Unfortunately, or fortunately, law and militancy remain the only pillars through which women’s rights can advance. They are the only two levers we can count on in a world where wait-and-see policies are applied for fundamental issues and hysteria over minor problems undermine the core work which must continue to be implemented without respite. Simply put, society as a whole must consider these two pillars differently and give them the attention and the respect that they deserve without compromising on the law and without smiling in the face of militancy.

Don’t watch The Bachelor

Firstly, the law must be applied and its very existence must not be a pretext for inaction. The dominated in this world no longer define themselves as such because a new ideology, legalistic, asserts that if anti-discrimination laws exist, discrimination disappears automatically. Punishments must be more numerous. They must discourage the acceptance of phenomenon which are only sustainable if observed passively with a shrug of the shoulders. The parity law must be applied; it must be applied in business and good practice must be developed, before discrimination erupts and a complaint is made by the injured party, a complaint which always comes far too late once the wrong has already been done and when punishments against the employer can no longer do much good. The Republic must refuse to install ‘communitarianism’, alibi of a clear conscience but which, in reality, hides the abandonment of young women to the law of their fathers, their brothers, their sons.

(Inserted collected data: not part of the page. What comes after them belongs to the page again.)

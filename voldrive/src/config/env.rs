//! Environment layer of the configuration.
//!
//! The process environment is captured once into an [`EnvSnapshot`] at
//! bring-up. Alias defaulting between the product (`VOLDRIVE_*`) and core
//! (`LIBVOL_*`) namespaces happens on the snapshot, so nothing writes to the
//! real process environment.

use std::collections::BTreeMap;

/// Well-known environment variables.
pub mod vars {
    pub const APP_TOKEN: &str = "LIBVOL_APPTOKEN";
    pub const DEFAULT_APP_TOKEN: &str = "voldrive";

    pub const VOLDRIVE_HOME: &str = "VOLDRIVE_HOME";
    pub const LIBVOL_HOME: &str = "LIBVOL_HOME";

    pub const VOLDRIVE_LOGLEVEL: &str = "VOLDRIVE_LOGLEVEL";
    pub const LIBVOL_LOGGING_LEVEL: &str = "LIBVOL_LOGGING_LEVEL";

    pub const VOLDRIVE_DEBUG: &str = "VOLDRIVE_DEBUG";
    pub const LIBVOL_DEBUG: &str = "LIBVOL_DEBUG";

    /// Pairs that default from each other when only one side is set.
    pub const ALIASES: &[(&str, &str)] = &[
        (VOLDRIVE_HOME, LIBVOL_HOME),
        (VOLDRIVE_LOGLEVEL, LIBVOL_LOGGING_LEVEL),
        (VOLDRIVE_DEBUG, LIBVOL_DEBUG),
    ];
}

/// Environment variable consulted for a configuration key path.
///
/// `libvol.logging.level` -> `LIBVOL_LOGGING_LEVEL`,
/// `voldrive.logLevel` -> `VOLDRIVE_LOGLEVEL`.
pub fn env_var_name(key_path: &str) -> String {
    key_path
        .chars()
        .map(|c| match c {
            '.' | '-' => '_',
            c => c.to_ascii_uppercase(),
        })
        .collect()
}

/// Immutable copy of the environment used for configuration lookups.
#[derive(Debug, Clone, Default)]
pub struct EnvSnapshot {
    vars: BTreeMap<String, String>,
}

impl EnvSnapshot {
    /// Capture the current process environment.
    pub fn from_process() -> Self {
        Self {
            vars: std::env::vars().collect(),
        }
    }

    /// An empty environment, handy for tests and embedding.
    pub fn empty() -> Self {
        Self::default()
    }

    pub fn from_pairs<I, K, V>(pairs: I) -> Self
    where
        I: IntoIterator<Item = (K, V)>,
        K: Into<String>,
        V: Into<String>,
    {
        Self {
            vars: pairs
                .into_iter()
                .map(|(k, v)| (k.into(), v.into()))
                .collect(),
        }
    }

    /// Value of `name`; empty strings count as unset.
    pub fn get(&self, name: &str) -> Option<&str> {
        self.vars
            .get(name)
            .map(String::as_str)
            .filter(|v| !v.is_empty())
    }

    pub fn is_set(&self, name: &str) -> bool {
        self.get(name).is_some()
    }

    pub fn set(&mut self, name: impl Into<String>, value: impl Into<String>) {
        self.vars.insert(name.into(), value.into());
    }

    /// Parse `name` as a boolean (`1`, `true`, `yes`, `on`, case-insensitive).
    pub fn get_bool(&self, name: &str) -> Option<bool> {
        self.get(name).and_then(parse_bool)
    }

    /// Apply the app-token default and the two-namespace aliases.
    pub fn with_aliases(mut self) -> Self {
        if !self.is_set(vars::APP_TOKEN) {
            self.set(vars::APP_TOKEN, vars::DEFAULT_APP_TOKEN);
        }

        for (product, core) in vars::ALIASES {
            let product_val = self.get(product).map(str::to_string);
            let core_val = self.get(core).map(str::to_string);
            match (product_val, core_val) {
                (Some(v), None) => self.set(*core, v),
                (None, Some(v)) => self.set(*product, v),
                _ => {}
            }
        }
        self
    }

    /// Record a log level given on the command line in both namespaces.
    pub fn with_log_level(mut self, level: &str) -> Self {
        self.set(vars::VOLDRIVE_LOGLEVEL, level);
        self.set(vars::LIBVOL_LOGGING_LEVEL, level);
        self
    }

    pub fn app_token(&self) -> &str {
        self.get(vars::APP_TOKEN).unwrap_or(vars::DEFAULT_APP_TOKEN)
    }
}

pub(crate) fn parse_bool(s: &str) -> Option<bool> {
    match s.trim().to_ascii_lowercase().as_str() {
        "1" | "true" | "t" | "yes" | "y" | "on" => Some(true),
        "0" | "false" | "f" | "no" | "n" | "off" => Some(false),
        _ => None,
    }
}

#[cfg(test)]
mod tests {
    use super::*;

    #[test]
    fn test_env_var_name() {
        assert_eq!(env_var_name("libvol.logging.level"), "LIBVOL_LOGGING_LEVEL");
        assert_eq!(env_var_name("voldrive.logLevel"), "VOLDRIVE_LOGLEVEL");
        assert_eq!(env_var_name("vfs.instance-id"), "VFS_INSTANCE_ID");
    }

    #[test]
    fn test_home_defaults_from_other_namespace() {
        let env = EnvSnapshot::from_pairs([(vars::VOLDRIVE_HOME, "/opt/vd")]).with_aliases();
        assert_eq!(env.get(vars::LIBVOL_HOME), Some("/opt/vd"));

        let env = EnvSnapshot::from_pairs([(vars::LIBVOL_HOME, "/opt/lv")]).with_aliases();
        assert_eq!(env.get(vars::VOLDRIVE_HOME), Some("/opt/lv"));
    }

    #[test]
    fn test_both_set_are_left_alone() {
        let env = EnvSnapshot::from_pairs([
            (vars::VOLDRIVE_LOGLEVEL, "info"),
            (vars::LIBVOL_LOGGING_LEVEL, "debug"),
        ])
        .with_aliases();
        assert_eq!(env.get(vars::VOLDRIVE_LOGLEVEL), Some("info"));
        assert_eq!(env.get(vars::LIBVOL_LOGGING_LEVEL), Some("debug"));
    }

    #[test]
    fn test_app_token_default() {
        let env = EnvSnapshot::empty().with_aliases();
        assert_eq!(env.app_token(), "voldrive");

        let env = EnvSnapshot::from_pairs([(vars::APP_TOKEN, "acme")]).with_aliases();
        assert_eq!(env.app_token(), "acme");
    }

    #[test]
    fn test_empty_value_is_unset() {
        let env = EnvSnapshot::from_pairs([(vars::LIBVOL_DEBUG, "")]);
        assert!(!env.is_set(vars::LIBVOL_DEBUG));
    }

    #[test]
    fn test_get_bool() {
        let env = EnvSnapshot::from_pairs([("A", "TRUE"), ("B", "0"), ("C", "maybe")]);
        assert_eq!(env.get_bool("A"), Some(true));
        assert_eq!(env.get_bool("B"), Some(false));
        assert_eq!(env.get_bool("C"), None);
    }
}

Feminists must make us want to believe in their actions again by refocusing on work ‘in the field’ and by taking back their legitimate place in the debate. Education and awareness must encourage everyone not to laugh at sexist behaviour, not to watch The Bachelor (3), not to keep quiet when confronted by chauvinism, whether in jest or not. All cultures can accept progress; statements can become actions; all violations can be punished. Every society can be educated through the law and through civil action, both of which must not be imposed unilaterally but created and developed under the positive influence of debate in the Republic.

(2) Catherine Millet is the author of ‘The Sexual Life of Catherine M.’ which concerns her unconventional sexual experiences as a 'free' woman. It caused something of a stir. Isabelle Alonso is the President of Chiennes de Garde (Female Guard Dogs), a group defending women’s rights. She appears regularly in the media.

(3) A television programme where a supposed millionaire chooses a partner from a group of 12 candidates.